AS04 Clinical Decision Support Systems/Advisors

51 - REAL-WORLD OUTCOMES VERSUS CLINICAL TRIALS RESULTS WITH DIPEPTIDYL PEPTIDASE-4 INHIBITORS: A SYSTEMATIC REVIEW PROTOCOL

Session Type
E-POSTER VIEWING (EXHIBITION HOURS)
Session Name
CLINICAL DECISION SUPPORT SYSTEMS/ADVISORS

Abstract

Background and Aims

Clinical guidance on the use of drugs is mainly supported by data from premarketing trials. However, results from clinical trials are not necessarily translated into real-world outcomes.
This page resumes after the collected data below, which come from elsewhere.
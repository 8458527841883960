//! Clipboard image detection.

use std::collections::hash_map::DefaultHasher;
use std::hash::{Hash, Hasher};
use std::time::{Duration, Instant};

use resvg::tiny_skia::{IntSize, Pixmap};
use tracing::{debug, warn};

use crate::Error;

/// Raw RGBA image read from the clipboard.
#[derive(Clone, Debug)]
pub struct ClipboardImage {
    pub width: u32,
    pub height: u32,
    /// Non-premultiplied RGBA8 pixel data.
    pub bytes: Vec<u8>,
}

impl ClipboardImage {
    /// Convert to a premultiplied pixmap.
    fn into_pixmap(self) -> Option<Pixmap> {
        let size = IntSize::from_wh(self.width, self.height)?;

        let mut data = self.bytes;
        for pixel in data.chunks_exact_mut(4) {
            let alpha = pixel[3] as u16;
            for channel in &mut pixel[..3] {
                *channel = (*channel as u16 * alpha / 255) as u8;
            }
        }

        Pixmap::from_vec(data, size)
    }

    fn digest(&self) -> u64 {
        let mut hasher = DefaultHasher::new();
        self.width.hash(&mut hasher);
        self.height.hash(&mut hasher);
        self.bytes.hash(&mut hasher);
        hasher.finish()
    }
}

/// Clipboard backend.
pub trait ClipboardSource {
    /// Get the current clipboard image, if there is one.
    fn image(&mut self) -> Result<Option<ClipboardImage>, Error>;
}

impl ClipboardSource for arboard::Clipboard {
    fn image(&mut self) -> Result<Option<ClipboardImage>, Error> {
        match self.get_image() {
            Ok(image) => Ok(Some(ClipboardImage {
                width: image.width as u32,
                height: image.height as u32,
                bytes: image.bytes.into_owned(),
            })),
            Err(arboard::Error::ContentNotAvailable) => Ok(None),
            Err(err) => Err(err.into()),
        }
    }
}

/// Detect new images on the clipboard.
pub struct ClipboardWatcher {
    source: Box<dyn ClipboardSource>,
    last_trigger: Option<Instant>,
    last_digest: Option<u64>,
}

impl ClipboardWatcher {
    pub fn new(source: Box<dyn ClipboardSource>) -> Self {
        Self { source, last_trigger: None, last_digest: None }
    }

    /// Connect to the system clipboard.
    pub fn system() -> Result<Self, Error> {
        Ok(Self::new(Box::new(arboard::Clipboard::new()?)))
    }

    /// Check the clipboard for an image that wasn't seen before.
    ///
    /// Images arriving less than `cooldown` after the last one are ignored.
    pub fn poll(&mut self, now: Instant, cooldown: Duration) -> Option<Pixmap> {
        let image = match self.source.image() {
            Ok(Some(image)) => image,
            Ok(None) => {
                // Copying the same image again should trigger again.
                self.last_digest = None;
                return None;
            },
            Err(err) => {
                warn!("Failed to read clipboard: {err}");
                return None;
            },
        };

        let digest = image.digest();
        if self.last_digest == Some(digest) {
            return None;
        }
        self.last_digest = Some(digest);

        let since_trigger = self.last_trigger.map(|last| now.saturating_duration_since(last));
        if since_trigger.is_some_and(|elapsed| elapsed < cooldown) {
            debug!("Ignoring clipboard image during cooldown");
            return None;
        }

        let (width, height) = (image.width, image.height);
        let pixmap = image.into_pixmap();
        match &pixmap {
            Some(_) => {
                debug!("New {width}x{height} clipboard image");
                self.last_trigger = Some(now);
            },
            None => warn!("Invalid {width}x{height} clipboard image"),
        }

        pixmap
    }
}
The main objective of this study is to assess whether the outcomes of patients with type 2 diabetes mellitus treated under real-world conditions with dipeptidyl peptidase-4 (DPP-4) inhibitors reflect the results obtained from clinical trials.

Methods

This protocol conforms to the Preferred Reporting Items for Systematic Review and Meta-Analysis Protocols (PRISMA-P) 2015 statement. This systematic review will assess the effects of DPP-4 inhibitors in pre-marketing studies (phase III randomized controlled trials [RCTs]) and in post-marketing real-world outcomes studies (phase IV RCTs and observational studies). A literature search will be performed at Medline, Embase, Cochrane Controlled Register of Trials (CENTRAL) and ClinicalTrials.gov. The following outcomes will be considered: i) efficacy endpoints: mean changes from baseline in hemoglobin A1C (HbA1c), fasting plasma glucose, and body weight, and patients achieving HbA1c <7%; ii) effectiveness endpoints: all-cause mortality, cardiovascular-related mortality, acute myocardial infarction, stroke, hospitalizations, emergency department visits, amputations, nephropathy and retinopathy. The risk of bias will be independently assessed according to the checklist proposed by Downs and Black. Data will be analyzed using descriptive statistics and meta-analysis when applicable.

Results

This review is ongoing and will be finished at the end of 2019.

Conclusions

The most relevant contribution of this study is providing evidence on both external validity of the results of clinical trials and on the extent to which diabetic patient benefit from DPP-4 inhibitors in clinical practice.